Grieving Well

I deal a lot in the business of death and, more importantly, its aftermath, and the ability to hopefully mourn well. We do ourselves and our loved ones a great service when we are able to honor and say goodbye to them, and process the pain and the loss in our lives at the same time. We don’t, after all, mourn as those who have no hope.

I co-officiated at a funeral about a week and a half ago for a wonderful and spunky-sounding woman I never had the pleasure of meeting. In talking to her family and listening to the eulogy, she sounds like my kind of woman. More importantly, the crowd of family and friends who gathered to grieve well together and celebrate her life bear witness to the beauty of her spirit. Her husband and sons wept; there’s something powerfully freeing about men who are sensitive enough and passionate enough and comfortable enough to cry at funerals. Her friends and cousins, who were like sisters to her, shed many tears. But her loved ones also told incredible stories about her and the sort of person she was, and the laughter spread like wildfire in the room. Her ‘hookers’ (she taught rug hooking) and neighbors and cousins shared stories about her humor, her love of art and history, her ability to hide zucchini in her neighbor’s car or mailbox or porch if her crop was overlarge. Her younger son placed a well-loved Red Sox cap on top of her urn in the grave. Her neighbor left out the zucchini, but was sorely tempted.

It was a wonderful tribute to this woman, who, in her sixties, was still young enough to have given many more tears of joy and of sorrow, and who will be missed by her community, including those of us who never had the chance to meet her. I think we honored her well, and I think her loved ones were able to at least begin to say goodbye in a healthy way.

– – –

A friend of mine from high school, with whom I had kept contact over the years, took her own life this past Friday night in the woods behind her house.
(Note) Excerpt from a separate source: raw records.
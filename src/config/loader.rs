//! Configuration loader for median
//!
//! [`ConfigLoader`] assembles [`Settings`] from TOML files and environment
//! variables with a fixed precedence.

use std::path::{Path, PathBuf};

use config::builder::DefaultState;
use config::{Config, ConfigBuilder, Environment, File, FileFormat};

use crate::config::environment::Environment as AppEnvironment;
use crate::config::error::ConfigError;
use crate::config::settings::Settings;

/// Environment variable for configuration directory
const CONFIG_DIR_ENV: &str = "MEDIAN_CONFIG_DIR";

/// Environment variable for a single configuration file
const CONFIG_FILE_ENV: &str = "MEDIAN_CONFIG_FILE";

const DEFAULT_CONFIG_DIR: &str = "config";

/// Prefix for nested overrides, e.g. `MEDIAN_SERVER__HOST`
const ENV_PREFIX: &str = "MEDIAN";

const ENV_SEPARATOR: &str = "__";

/// Conventional connection string variable
pub const DATABASE_URL_ENV: &str = "DATABASE_URL";

/// Conventional listen port variable
pub const PORT_ENV: &str = "PORT";

/// Loads configuration with the following precedence (lowest first):
/// 1. `default.toml`
/// 2. `{environment}.toml`
/// 3. `local.toml`
/// 4. `MEDIAN_*` environment variables
/// 5. `DATABASE_URL` and `PORT`
///
/// When a single configuration file is given, steps 1-3 are replaced by
/// that file, which must exist.
#[derive(Debug, Clone)]
pub struct ConfigLoader {
    config_dir: PathBuf,
    config_file: Option<PathBuf>,
    environment: AppEnvironment,
}

impl ConfigLoader {
    /// Creates a loader from `MEDIAN_CONFIG_DIR`, `MEDIAN_CONFIG_FILE` and
    /// `MEDIAN_APP_ENV`.
    pub fn new() -> Self {
        let config_dir = std::env::var(CONFIG_DIR_ENV)
            .map(PathBuf::from)
            .unwrap_or_else(|_| PathBuf::from(DEFAULT_CONFIG_DIR));
        let config_file = std::env::var(CONFIG_FILE_ENV).ok().map(PathBuf::from);

        Self {
            config_dir,
            config_file,
            environment: AppEnvironment::from_env(),
        }
    }

    /// Loads only the given file instead of the layered directory.
    pub fn with_config_file(mut self, path: impl Into<PathBuf>) -> Self {
        self.config_file = Some(path.into());
        self
    }

    pub fn with_config_dir(mut self, dir: impl Into<PathBuf>) -> Self {
        self.config_dir = dir.into();
        self
    }

    pub fn with_environment(mut self, environment: AppEnvironment) -> Self {
        self.environment = environment;
        self
    }

    pub fn environment(&self) -> AppEnvironment {
        self.environment
    }

    /// Loads settings from all sources.
    ///
    /// The result is not validated: callers apply CLI overrides first and
    /// then call [`Settings::validate`].
    pub fn load(&self) -> Result<Settings, ConfigError> {
        let config = self.build_config()?;
        config.try_deserialize().map_err(|e| {
            ConfigError::ParseError(format!("Failed to deserialize configuration: {}", e))
        })
    }

    fn build_config(&self) -> Result<Config, ConfigError> {
        let builder = match self.config_file {
            Some(ref config_file) => add_file_source(Config::builder(), config_file, true)?,
            None => self.build_layered_config(Config::builder())?,
        };

        let builder = builder.add_source(
            Environment::with_prefix(ENV_PREFIX)
                .prefix_separator("_")
                .separator(ENV_SEPARATOR)
                .ignore_empty(true)
                .try_parsing(true),
        );

        let builder = add_conventional_overrides(builder)?;

        builder.build().map_err(ConfigError::from)
    }

    fn build_layered_config(
        &self,
        builder: ConfigBuilder<DefaultState>,
    ) -> Result<ConfigBuilder<DefaultState>, ConfigError> {
        let builder = add_file_source(builder, &self.config_dir.join("default.toml"), false)?;
        let env_path = self
            .config_dir
            .join(format!("{}.toml", self.environment.as_str()));
        let builder = add_file_source(builder, &env_path, false)?;
        add_file_source(builder, &self.config_dir.join("local.toml"), false)
    }
}

impl Default for ConfigLoader {
    fn default() -> Self {
        Self::new()
    }
}

fn add_file_source(
    builder: ConfigBuilder<DefaultState>,
    path: &Path,
    required: bool,
) -> Result<ConfigBuilder<DefaultState>, ConfigError> {
    if required && !path.is_file() {
        return Err(ConfigError::file_not_found(format!(
            "Required configuration file not found: {}",
            path.display()
        )));
    }

    let path_str = path.to_str().ok_or_else(|| {
        ConfigError::ParseError(format!("Non UTF-8 configuration path: {}", path.display()))
    })?;

    Ok(builder.add_source(File::new(path_str, FileFormat::Toml).required(required)))
}

/// Applies `DATABASE_URL` and `PORT`, which win over every file and
/// `MEDIAN_*` variable.
fn add_conventional_overrides(
    builder: ConfigBuilder<DefaultState>,
) -> Result<ConfigBuilder<DefaultState>, ConfigError> {
    let database_url = std::env::var(DATABASE_URL_ENV)
        .ok()
        .filter(|url| !url.is_empty());

    let port = match std::env::var(PORT_ENV) {
        Ok(raw) if !raw.is_empty() => Some(raw.parse::<u16>().map_err(|_| {
            ConfigError::EnvVarError(format!(
                "PORT must be a number between 1 and 65535, got '{}'",
                raw
            ))
        })?),
        _ => None,
    };

    let builder = builder.set_override_option("database.url", database_url)?;
    let builder = builder.set_override_option("server.port", port.map(i64::from))?;
    Ok(builder)
}
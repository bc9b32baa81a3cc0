//! Configuration merger for CLI arguments and config files
//!
//! This module handles merging CLI argument overrides with file-based configuration,
//! implementing the configuration precedence logic.

use super::parser::{Cli, Commands};
use crate::config::{ConfigError, ConfigLoader, Environment, Settings};

/// Log level forced on `smoke` unless `--verbose` or `--quiet` is given
const SMOKE_LOG_LEVEL: &str = "warn";

/// Applies CLI overrides on top of file and environment configuration.
///
/// CLI arguments have the highest priority; the merged result is validated
/// before it is handed out.
pub struct ConfigurationMerger {
    base_config: Settings,
    environment: Environment,
}

impl ConfigurationMerger {
    pub fn new(base_config: Settings, environment: Environment) -> Self {
        Self {
            base_config,
            environment,
        }
    }

    /// Loads the base configuration selected by `--config` and `--env`.
    ///
    /// # Errors
    /// Returns ConfigError if a file cannot be read or deserialized
    pub fn from_cli(cli: &Cli) -> Result<Self, ConfigError> {
        let mut loader = ConfigLoader::new();

        if let Some(env) = cli.env {
            loader = loader.with_environment(env.into());
        }
        if let Some(ref path) = cli.config {
            loader = loader.with_config_file(path);
        }

        let settings = loader.load()?;
        Ok(Self::new(settings, loader.environment()))
    }

    /// Merge CLI arguments with the base configuration
    ///
    /// A command's `--log-level` wins over the global `--verbose`/`--quiet`.
    pub fn merge_cli_args(&self, cli: &Cli) -> Result<Settings, ConfigError> {
        let mut config = self.base_config.clone();

        if cli.verbose {
            config.logger.level = "debug".to_string();
        } else if cli.quiet {
            config.logger.level = "error".to_string();
        }

        match &cli.command {
            Some(Commands::Serve {
                host,
                port,
                log_level,
                ..
            }) => {
                if let Some(host) = host {
                    config.server.host = host.clone();
                }
                if let Some(port) = port {
                    config.server.port = *port;
                }
                if let Some(level) = log_level {
                    config.logger.level = level.as_str().to_string();
                }
            }
            // The smoke report owns stdout; only warnings may share it
            Some(Commands::Smoke) if !cli.verbose && !cli.quiet => {
                config.logger.level = SMOKE_LOG_LEVEL.to_string();
            }
            _ => {}
        }

        config.validate()?;

        Ok(config)
    }

    pub fn environment(&self) -> Environment {
        self.environment
    }

    pub fn config(&self) -> &Settings {
        &self.base_config
    }
}

#[cfg(test)]
mod tests {
    use super::*;
    use clap::Parser;

    fn merger() -> ConfigurationMerger {
        let mut config = Settings::default();
        config.database.url = "postgres://localhost/median".to_string();
        ConfigurationMerger::new(config, Environment::Test)
    }

    fn merge(args: &[&str]) -> Result<Settings, ConfigError> {
        let cli = Cli::try_parse_from(args).unwrap();
        merger().merge_cli_args(&cli)
    }

    #[test]
    fn test_merge_without_overrides_keeps_base() {
        let merged = merge(&["median"]).unwrap();
        assert_eq!(&merged, merger().config());
    }

    #[test]
    fn test_merge_verbose_and_quiet_flags() {
        assert_eq!(merge(&["median", "--verbose"]).unwrap().logger.level, "debug");
        assert_eq!(merge(&["median", "--quiet"]).unwrap().logger.level, "error");
    }

    #[test]
    fn test_merge_serve_host_and_port() {
        let merged = merge(&["median", "serve", "--host", "0.0.0.0", "--port", "8080"]).unwrap();
        assert_eq!(merged.server.host, "0.0.0.0");
        assert_eq!(merged.server.port, 8080);
    }

    #[test]
    fn test_command_log_level_overrides_global() {
        let merged = merge(&["median", "--verbose", "serve", "--log-level", "warn"]).unwrap();
        assert_eq!(merged.logger.level, "warn");
    }

    #[test]
    fn test_smoke_lowers_log_level() {
        let mut base = Settings::default();
        base.database.url = "postgres://localhost/median".to_string();
        base.logger.level = "debug".to_string();
        let merger = ConfigurationMerger::new(base, Environment::Development);
        let merge = |args: &[&str]| {
            let cli = Cli::try_parse_from(args).unwrap();
            merger.merge_cli_args(&cli).unwrap().logger.level
        };

        assert_eq!(merge(&["median", "smoke"]), "warn");
        assert_eq!(merge(&["median", "--verbose", "smoke"]), "debug");
        assert_eq!(merge(&["median", "--quiet", "smoke"]), "error");
        assert_eq!(merge(&["median", "serve"]), "debug");
    }

    #[test]
    fn test_merge_validates_result() {
        let cli = Cli::try_parse_from(["median", "smoke"]).unwrap();
        let merger = ConfigurationMerger::new(Settings::default(), Environment::Development);

        match merger.merge_cli_args(&cli) {
            Err(ConfigError::ValidationError { field, .. }) => assert_eq!(field, "database.url"),
            other => panic!("Expected database.url validation error, got {:?}", other),
        }
    }

    #[test]
    fn test_environment_is_reported() {
        assert_eq!(merger().environment(), Environment::Test);
    }
}
mod article;
mod user;

pub use article::{Article, ArticleWithAuthor, NewArticle, UpdateArticle};
pub use user::{NewUser, UpdateUser, User};
//! Article repository for async database operations.
//!
//! Every read returns the article together with its author (left join), so
//! callers never issue a second query per row.

use diesel::dsl::now;
use diesel::prelude::*;
use diesel_async::{AsyncPgConnection, RunQueryDsl};

use crate::db::AsyncDbPool;
use crate::error::{AppError, DatabaseErrorConverter};
use crate::models::{Article, ArticleWithAuthor, NewArticle, UpdateArticle, User};
use crate::repositories::user_repo::{DELETE_NOT_FOUND, UPDATE_NOT_FOUND};
use crate::schema::{articles, users};

#[derive(Clone)]
pub struct ArticleRepository {
    pool: AsyncDbPool,
}

impl ArticleRepository {
    pub fn new(pool: AsyncDbPool) -> Self {
        Self { pool }
    }

    pub async fn create(&self, new_article: NewArticle) -> Result<ArticleWithAuthor, AppError> {
        let mut conn = self.pool.get().await?;

        let article = diesel::insert_into(articles::table)
            .values(&new_article)
            .returning(Article::as_returning())
            .get_result(&mut conn)
            .await
            .map_err(|e| DatabaseErrorConverter::convert_diesel_error(e, "insert article"))?;

        attach_author(&mut conn, article).await
    }

    /// Articles whose `published` flag equals `is_published`, in storage order.
    pub async fn list_by_published(
        &self,
        is_published: bool,
    ) -> Result<Vec<ArticleWithAuthor>, AppError> {
        let mut conn = self.pool.get().await?;

        articles::table
            .left_join(users::table)
            .filter(articles::published.eq(is_published))
            .select((Article::as_select(), Option::<User>::as_select()))
            .load::<ArticleWithAuthor>(&mut conn)
            .await
            .map_err(AppError::from)
    }

    pub async fn find_by_id(&self, article_id: i32) -> Result<Option<ArticleWithAuthor>, AppError> {
        let mut conn = self.pool.get().await?;

        articles::table
            .left_join(users::table)
            .filter(articles::id.eq(article_id))
            .select((Article::as_select(), Option::<User>::as_select()))
            .first::<ArticleWithAuthor>(&mut conn)
            .await
            .optional()
            .map_err(AppError::from)
    }

    pub async fn count(&self) -> Result<i64, AppError> {
        let mut conn = self.pool.get().await?;

        articles::table
            .count()
            .get_result(&mut conn)
            .await
            .map_err(AppError::from)
    }

    /// Applies the given fields and refreshes `updated_at`.
    pub async fn update(
        &self,
        article_id: i32,
        changes: UpdateArticle,
    ) -> Result<ArticleWithAuthor, AppError> {
        let mut conn = self.pool.get().await?;

        let article = diesel::update(articles::table.find(article_id))
            .set((&changes, articles::updated_at.eq(now)))
            .returning(Article::as_returning())
            .get_result(&mut conn)
            .await
            .map_err(|e| {
                DatabaseErrorConverter::convert_with_cause(e, "update article", UPDATE_NOT_FOUND)
            })?;

        attach_author(&mut conn, article).await
    }

    /// Deletes an article and returns it with the author it had.
    pub async fn delete(&self, article_id: i32) -> Result<ArticleWithAuthor, AppError> {
        let mut conn = self.pool.get().await?;

        let article = diesel::delete(articles::table.find(article_id))
            .returning(Article::as_returning())
            .get_result(&mut conn)
            .await
            .map_err(|e| {
                DatabaseErrorConverter::convert_with_cause(e, "delete article", DELETE_NOT_FOUND)
            })?;

        attach_author(&mut conn, article).await
    }
}

async fn attach_author(
    conn: &mut AsyncPgConnection,
    article: Article,
) -> Result<ArticleWithAuthor, AppError> {
    let author = match article.author_id {
        Some(author_id) => users::table
            .find(author_id)
            .select(User::as_select())
            .first(conn)
            .await
            .optional()
            .map_err(AppError::from)?,
        None => None,
    };

    Ok((article, author))
}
She leaves behind a devoted and devastated husband, two children ages 5 and 1, parents, sisters, nieces, nephews, dear friends, and not a single clue, hint, warning sign, note, or explanation.
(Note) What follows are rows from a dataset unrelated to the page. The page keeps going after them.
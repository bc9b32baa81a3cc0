//! Error types for the logger

use thiserror::Error;

#[derive(Debug, Error)]
pub enum LoggerError {
    #[error("IO error: {0}")]
    Io(#[from] std::io::Error),

    #[error("Configuration error: {message}")]
    Config { message: String },

    #[error("Rotation error: {message}")]
    Rotation { message: String },
}

impl LoggerError {
    pub fn config(message: impl Into<String>) -> Self {
        Self::Config {
            message: message.into(),
        }
    }

    pub fn rotation(message: impl Into<String>) -> Self {
        Self::Rotation {
            message: message.into(),
        }
    }
}
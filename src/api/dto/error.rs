//! Error response DTOs.

use serde::Serialize;
use utoipa::ToSchema;

/// JSON body of every error response.
///
/// `error` carries the reason phrase for errors raised while decoding the
/// request; `errors` lists each failing field of a validated body.
#[derive(Debug, Serialize, ToSchema, PartialEq, Eq)]
#[serde(rename_all = "camelCase")]
pub struct ErrorResponse {
    #[schema(example = 404)]
    pub status_code: u16,
    #[schema(example = "Record not found.")]
    pub message: String,
    #[serde(skip_serializing_if = "Option::is_none")]
    #[schema(example = "Bad Request")]
    pub error: Option<String>,
    #[serde(skip_serializing_if = "Option::is_none")]
    pub errors: Option<Vec<FieldError>>,
}

/// One failing request field
#[derive(Debug, Serialize, ToSchema, PartialEq, Eq)]
pub struct FieldError {
    #[schema(example = "email")]
    pub field: String,
    #[schema(example = "email must be an email")]
    pub message: String,
}

impl ErrorResponse {
    pub fn new(status_code: u16, message: impl Into<String>) -> Self {
        Self {
            status_code,
            message: message.into(),
            error: None,
            errors: None,
        }
    }

    pub fn with_error(mut self, error: impl Into<String>) -> Self {
        self.error = Some(error.into());
        self
    }

    pub fn with_errors(mut self, errors: Vec<FieldError>) -> Self {
        self.errors = Some(errors);
        self
    }
}
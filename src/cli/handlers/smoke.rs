//! Smoke command handler
//!
//! Opens a pool, reads a few facts through the regular services and prints
//! them, one `key value` pair per line.

use std::fmt;

use crate::config::Settings;
use crate::db::establish_async_connection_pool;
use crate::error::AppResult;
use crate::models::User;
use crate::state::AppState;

/// Number of password characters echoed by the smoke report
const PASSWORD_PREFIX_LEN: usize = 4;

/// What `median smoke` prints
#[derive(Debug, Clone, PartialEq, Eq)]
pub struct SmokeReport {
    pub users: i64,
    pub articles: i64,
    pub first_user_email: String,
    pub first_user_password_prefix: String,
}

impl SmokeReport {
    /// `first_user` is the user with the lowest id, if any.
    pub fn new(users: i64, articles: i64, first_user: Option<&User>) -> Self {
        let (first_user_email, first_user_password_prefix) = match first_user {
            Some(user) => (
                user.email.clone(),
                user.password.chars().take(PASSWORD_PREFIX_LEN).collect(),
            ),
            None => (String::new(), String::new()),
        };

        Self {
            users,
            articles,
            first_user_email,
            first_user_password_prefix,
        }
    }
}

impl fmt::Display for SmokeReport {
    fn fmt(&self, f: &mut fmt::Formatter<'_>) -> fmt::Result {
        writeln!(f, "users {} articles {}", self.users, self.articles)?;
        writeln!(f, "firstUserEmail {}", self.first_user_email)?;
        write!(f, "firstUserPasswordPrefix {}", self.first_user_password_prefix)
    }
}

/// Handler for the smoke command
pub struct SmokeCommandHandler {
    config: Settings,
}

impl SmokeCommandHandler {
    pub fn new(config: Settings) -> Self {
        Self { config }
    }

    /// Collects and prints the report.
    ///
    /// # Errors
    /// Any configuration, connection or query failure; the process then
    /// exits with status 1.
    pub async fn execute(&self) -> AppResult<SmokeReport> {
        self.config.database.validate()?;

        let pool = establish_async_connection_pool(&self.config.database).await?;
        let state = AppState::new(pool);

        let users = state.services.users.count().await?;
        let articles = state.services.articles.count().await?;
        let first = state.services.users.first().await?;

        let report = SmokeReport::new(users, articles, first.as_ref());
        tracing::debug!(users, articles, "Smoke check finished");
        println!("{}", report);

        // Pool is dropped here, closing every connection
        Ok(report)
    }
}

#[cfg(test)]
mod tests {
    use super::*;
    use crate::error::AppError;
    use jiff_diesel::ToDiesel;

    fn user(email: &str, password: &str) -> User {
        let now = jiff::Timestamp::now();
        User {
            id: 1,
            email: email.to_string(),
            name: None,
            password: password.to_string(),
            created_at: now.to_diesel(),
            updated_at: now.to_diesel(),
        }
    }

    #[test]
    fn test_report_with_first_user() {
        let first = user("a@x.com", "secret1");
        let report = SmokeReport::new(3, 7, Some(&first));

        assert_eq!(
            report.to_string(),
            "users 3 articles 7\nfirstUserEmail a@x.com\nfirstUserPasswordPrefix secr"
        );
    }

    #[test]
    fn test_report_without_users() {
        let report = SmokeReport::new(0, 0, None);
        assert_eq!(
            report.to_string(),
            "users 0 articles 0\nfirstUserEmail \nfirstUserPasswordPrefix "
        );
    }

    #[test]
    fn test_prefix_counts_characters_not_bytes() {
        let first = user("b@x.com", "ñañaña");
        assert_eq!(SmokeReport::new(1, 0, Some(&first)).first_user_password_prefix, "ñaña");

        let short = user("c@x.com", "ab");
        assert_eq!(SmokeReport::new(1, 0, Some(&short)).first_user_password_prefix, "ab");
    }

    #[tokio::test]
    async fn test_smoke_requires_database_url() {
        let handler = SmokeCommandHandler::new(Settings::default());
        assert!(matches!(
            handler.execute().await,
            Err(AppError::Configuration { .. })
        ));
    }
}
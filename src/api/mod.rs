//! API module for HTTP handlers, middleware, and DTOs.
//!
//! This module provides the HTTP API layer for the application,
//! including request handlers, middleware components, data transfer objects
//! and the OpenAPI document served at `/api-json`.

pub mod dto;
pub mod handlers;
pub mod middleware;
pub mod routes;
mod doc;

pub use doc::ApiDoc;
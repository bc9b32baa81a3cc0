//! Serve command handler
//!
//! Handles the serve command including dry-run validation and server startup.

use crate::config::{Environment, Settings};
use crate::error::AppResult;
use crate::server::Server;

/// Handler for the serve command
pub struct ServeCommandHandler {
    config: Settings,
    environment: Environment,
}

impl ServeCommandHandler {
    pub fn new(config: Settings, environment: Environment) -> Self {
        Self {
            config,
            environment,
        }
    }

    /// Runs the server, or only checks the configuration when `dry_run` is set.
    pub async fn execute(self, dry_run: bool) -> anyhow::Result<()> {
        if dry_run {
            self.validate_only()?;
            return Ok(());
        }

        Server::new(self.config, self.environment).run().await
    }

    /// Validate configuration without starting the server
    pub fn validate_only(&self) -> AppResult<()> {
        self.config.validate()?;

        println!("✓ Configuration is valid ({})", self.environment);
        println!("✓ Server would bind to: {}", self.config.server.address());
        println!(
            "✓ Startup migrations: {}",
            if self.config.database.auto_migrate {
                "enabled"
            } else {
                "disabled"
            }
        );
        println!("Dry run completed successfully - configuration is ready for deployment");
        Ok(())
    }

    pub fn config(&self) -> &Settings {
        &self.config
    }
}
//! Database connection pool and embedded migrations.
//!
//! Request handling goes through the async bb8 pool; migrations run on a
//! blocking `PgConnection` because `MigrationHarness` is synchronous.

mod migrations;
mod pool;

pub use migrations::{MIGRATIONS, pending_migrations, revert_migrations, run_pending_migrations};
pub use pool::{AsyncDbPool, establish_async_connection_pool};

#[cfg(test)]
pub(crate) use pool::lazy_pool;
I can’t even begin to imagine, much less comprehend, the kind of pain she must have been experiencing, a pain that no one– not her husband, not her sisters, not her closest friends, all of whom are well aware of the warning signs of suicide– had any knowledge of. She had plans for Saturday morning, and Sunday afternoon. She never so much as hinted that she had a hangnail, let alone a tremendous pain that somehow drove her to a place from which she couldn’t come back. She suffered, and none of us know how long, in her own silence, leaving us to wonder if there’s anything anyone could have said or asked or offered to give her the space she needed to say what was hurting her. Perhaps not.

And how does one say goodbye in such a context? How does one grieve well? How does a community, a family, begin the process of healing when there are so many unknowns, so many questions we wish we could ask of her, or had asked of her, or could somehow still discover? How do we let go of a person who let go of herself and her hope and her joy, when we wish we could hold on to all of that for her?
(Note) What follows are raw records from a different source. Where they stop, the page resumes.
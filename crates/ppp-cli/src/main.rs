use std::path::PathBuf;
use std::process::ExitCode;
use std::sync::Arc;

use anyhow::{Context, Result};
use clap::{Parser, Subcommand};
use ppp_pipeline::{PipelineConfig, ProfilePipeline, RunReport};
use ppp_web::{report_line, ProfileView};
use tracing::warn;
use tracing_subscriber::{fmt, prelude::*, EnvFilter};

#[derive(Debug, Parser)]
#[command(name = "ppp")]
#[command(about = "Personal Prospect Profiler: build a profile of a person from public sources")]
struct Cli {
    #[command(subcommand)]
    command: Commands,
}

#[derive(Debug, Subcommand)]
enum Commands {
    /// Build a profile for a name, profile URL or short description.
    Profile {
        query: String,
        /// Print the run as JSON instead of text.
        #[arg(long)]
        json: bool,
        /// Local text file to use as an extra source; repeatable.
        #[arg(long = "manual", value_name = "PATH")]
        manual: Vec<PathBuf>,
    },
    /// Serve the web UI and JSON API.
    Serve {
        #[arg(long)]
        port: Option<u16>,
    },
}

fn init_tracing() {
    let filter = EnvFilter::try_from_default_env().unwrap_or_else(|_| EnvFilter::new("ppp=info,warn"));

    tracing_subscriber::registry()
        .with(filter)
        .with(fmt::layer().compact().with_writer(std::io::stderr))
        .init();
}

fn render_text(view: &ProfileView, report: &RunReport) -> String {
    let mut lines = vec![view.name.clone()];
    if !view.headline.is_empty() {
        lines.push(view.headline.clone());
    }
    lines.extend(view.facts.iter().map(|f| format!("{}: {}", f.label, f.value)));

    for group in &view.entries {
        lines.push(String::new());
        lines.push(group.title.clone());
        for entry in &group.entries {
            lines.push(format!("  - {}", entry.heading));
            if !entry.detail.is_empty() {
                lines.push(format!("    {}", entry.detail));
            }
        }
    }

    if !view.lists.is_empty() {
        lines.push(String::new());
        lines.extend(
            view.lists
                .iter()
                .map(|list| format!("{}: {}", list.title, list.items.join(", "))),
        );
    }

    if !view.links.is_empty() {
        lines.push(String::new());
        lines.push("Online presence".to_string());
        lines.extend(view.links.iter().map(|l| format!("  {}: {}", l.label, l.url)));
    }

    for timeline in &view.timelines {
        lines.push(String::new());
        lines.push(timeline.title.clone());
        for event in &timeline.events {
            let mut line = format!("  {}  {}", event.date, event.title);
            if !event.description.is_empty() {
                line.push_str(": ");
                line.push_str(&event.description);
            }
            lines.push(line);
        }
    }

    lines.push(String::new());
    lines.push("Sources".to_string());
    lines.extend(view.sources.iter().map(|s| format!("  - {s}")));
    lines.push(report_line(report));
    lines.join("\n")
}

#[tokio::main]
async fn main() -> Result<ExitCode> {
    let _ = dotenvy::dotenv();
    init_tracing();
    let cli = Cli::parse();

    match cli.command {
        Commands::Profile { query, json, manual } => {
            let config = PipelineConfig {
                manual_sources: manual,
                ..PipelineConfig::from_env()
            };
            let outcome = match ProfilePipeline::from_config(&config) {
                Ok(pipeline) => pipeline.run(&query).await,
                Err(err) => Err(err),
            };
            match outcome {
                Ok(run) if json => {
                    println!(
                        "{}",
                        serde_json::to_string_pretty(&run).context("serializing profile run")?
                    );
                }
                Ok(run) => {
                    let view = ProfileView::from_profile(&run.profile, &run.query);
                    println!("{}", render_text(&view, &run.report));
                }
                Err(err) => {
                    warn!(error = %err, "profile run failed");
                    eprintln!("{}", err.user_message());
                    return Ok(ExitCode::FAILURE);
                }
            }
        }
        Commands::Serve { port } => {
            let pipeline = ProfilePipeline::from_env().context("configuring profile pipeline")?;
            let port = port.unwrap_or_else(ppp_web::port_from_env);
            ppp_web::serve(Arc::new(pipeline), port).await?;
        }
    }

    Ok(ExitCode::SUCCESS)
}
I’m nervous about the funeral service, which will be a Catholic Mass. Given that church’s historical stance on suicide, given the obituary’s wording that she ‘passed away suddenly after a brief illness’ (did they in fact discover a history of depression or mental illness since last I heard on Sunday afternoon?), I worry that there is no way to grieve well, to say what we want to say, that we’re hurt by what has happened, by what she did, and by the fact that she didn’t tell someone–anyone!–about what she was feeling; that we’re a little pissed off at her that she would do this to her family and friends; that we’re so sorry for the agony she must have been in and wish we could go back and take it all away; that we want more than anything to help her five year old daughter (her son is thankfully so young he won’t remember this) somehow grasp joy and hope in her life, want to give her husband a place to rage and cry and despair so that he can begin to come through the other side; that most of all, we want to believe that whatever pain was there is gone now for her, and she is at peace in a way we always thought and hoped she was, a peace that, like the pain and grief she once knew and we must now bear, passes all understanding.

Be at peace at last, M, and may we in time know peace as well. May that be our tribute to you.

3 thoughts on “Grieving Well”

  1. I’m so sorry for your loss

    This may provide some more recent background than the “historical stance” over which you (rightfully) worry. I wish I could be of more help.

    Peace,
    Clay

  2. @Clay,

    thanks, that does help, and while it doesn’t quite go far enough in my mind (in saying for example that the deceased was a victim), at least there’s the understanding that a funeral is allowed.

    Shalom,
    Becca

  3. It sounds like it is definately past time for you to get out of town and have a fun weekend. I’m keeping you in prayers. Much love from the Capital Region.